Methods: The Longitudinal Implementation Strategies Tracking System (LISTS), a timeline follow-back procedure for documenting strategy use and modifications, was applied to the multiyear study. The research team used observation, study records, and reports from implementers to complete LISTS in an electronic data entry system. Types of modifications and reasons were categorized. Determinants associated with each strategy were collected as a justification for strategy use and a potential explanation for strategy modifications.

Results: Thirty-four discrete implementation strategies were used and at least one strategy was used from each of the nine strategy categories from the Expert Recommendations for Implementing Change (ERIC) taxonomy. Most of the strategies were introduced, used, and continued or discontinued according to a prospective implementation plan. Relatedly, a small number of strategies were introduced, the majority unplanned, because of the changing healthcare landscape, or to address an emergent barrier. Despite changing implementation context, there were relatively few modifications to the way strategies were enacted, such as a change in the actor, action, or dose. Few differences were noted between the trial's three regional units under investigation.

Conclusion: This study occurred within the ambulatory oncology clinics of a large, academic medical center and was supported by the Quality team of the health system to ensure greater uptake, uniformity, and implementation within established practice change processes. The centralized nature of the implementation likely contributed to the relatively low proportion of modified strategies and the high degree of uniformity across regions. These results demonstrate the potential of LISTS in gathering the level of data needed to understand the impact of the many implementation strategies used to support adoption and delivery of a multilevel innovation.

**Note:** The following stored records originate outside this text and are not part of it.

#[tokio::test]
async fn test_matching_webhooks_are_notified() {
    let catalog = catalog().await;
    catalog
        .add_webhook_subscription(WebhookSubscription::new("erp", "driver.*", "https://erp/hooks/driver"))
        .await;
    catalog
        .add_webhook_subscription(WebhookSubscription::new("erp", "vehicle.create", "https://erp/hooks/vehicle"))
        .await;
    catalog
        .add_webhook_subscription(WebhookSubscription::new("crm", "*", "https://crm/hooks"))
        .await;
    let notifier = Arc::new(RecordingNotifier::default());
    let router = IntegrationRouter::builder(catalog, Arc::new(ScriptedConnector::new()))
        .notifier(notifier.clone())
        .build();

    let outcome = router.handle("corr-9", event(), json!({})).await.unwrap();
    assert_eq!(outcome.webhooks_notified, 1);

    let sent = notifier.sent.lock().unwrap().clone();
    assert_eq!(sent.len(), 1);
    let (url, payload) = &sent[0];
    assert_eq!(url, "https://erp/hooks/driver");
    assert_eq!(payload.event, "driver.create");
    assert_eq!(payload.correlation_id, "corr-9");
    assert_eq!(payload.status, TrackingStatus::Success);

    let record = router.tracking().get("corr-9").await.unwrap().unwrap();
    assert!(record.webhook_delivered);
    assert_eq!(record.status, TrackingStatus::Success);
    assert_eq!(
        record.steps.last().map(|s| s.step),
        Some(TrackingStepName::WebhookDispatched)
    );
}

Clinical trial registration: https://clinicaltrials.gov/ct2/show/NCT04014751, identifier: NCT04014751.

Introduction

Due to advances in screening and treatment, the 5-year survival rate upon a cancer diagnosis is close to 70%, and there are almost 17 million cancer survivors in the US (1). Despite advances in early detection and treatments that extends survivor longevity, survival benefit is often offset by chronic and debilitating cancer- and treatment-related symptoms that compromise health related quality of life (2). Cancer patients experience disruptive physical and psychosocial symptoms that are often under-addressed. Research indicates that one in five cancer survivors experience uncontrolled pain (3), and around 32% meet Diagnostic and Statistical Manual of Mental Disorders criteria for a mental health diagnosis (e.g., adjustment, anxiety, sleep, mood) (2, 4). Therefore, providing optimal cancer care requires systematic symptom monitoring (5).

Tools that capture patient-reported outcomes (PROs) are emerging as a way to bridge the gap between patient experiences and clinician understanding (6). In oncology, PROs are assessed by engaging patients on their physical and psychological symptoms, functioning, quality of life, and supportive care needs. Incorporating PROs into routine oncology practice has been shown to improve patient outcomes, care satisfaction, and quality of life (7, 8). However, most studies evaluating programs to monitor and manage patient-reported outcomes (PROs) via electronic health records (EHRs) have been limited to efficacy trials and not implemented within routine practice of large healthcare systems (9).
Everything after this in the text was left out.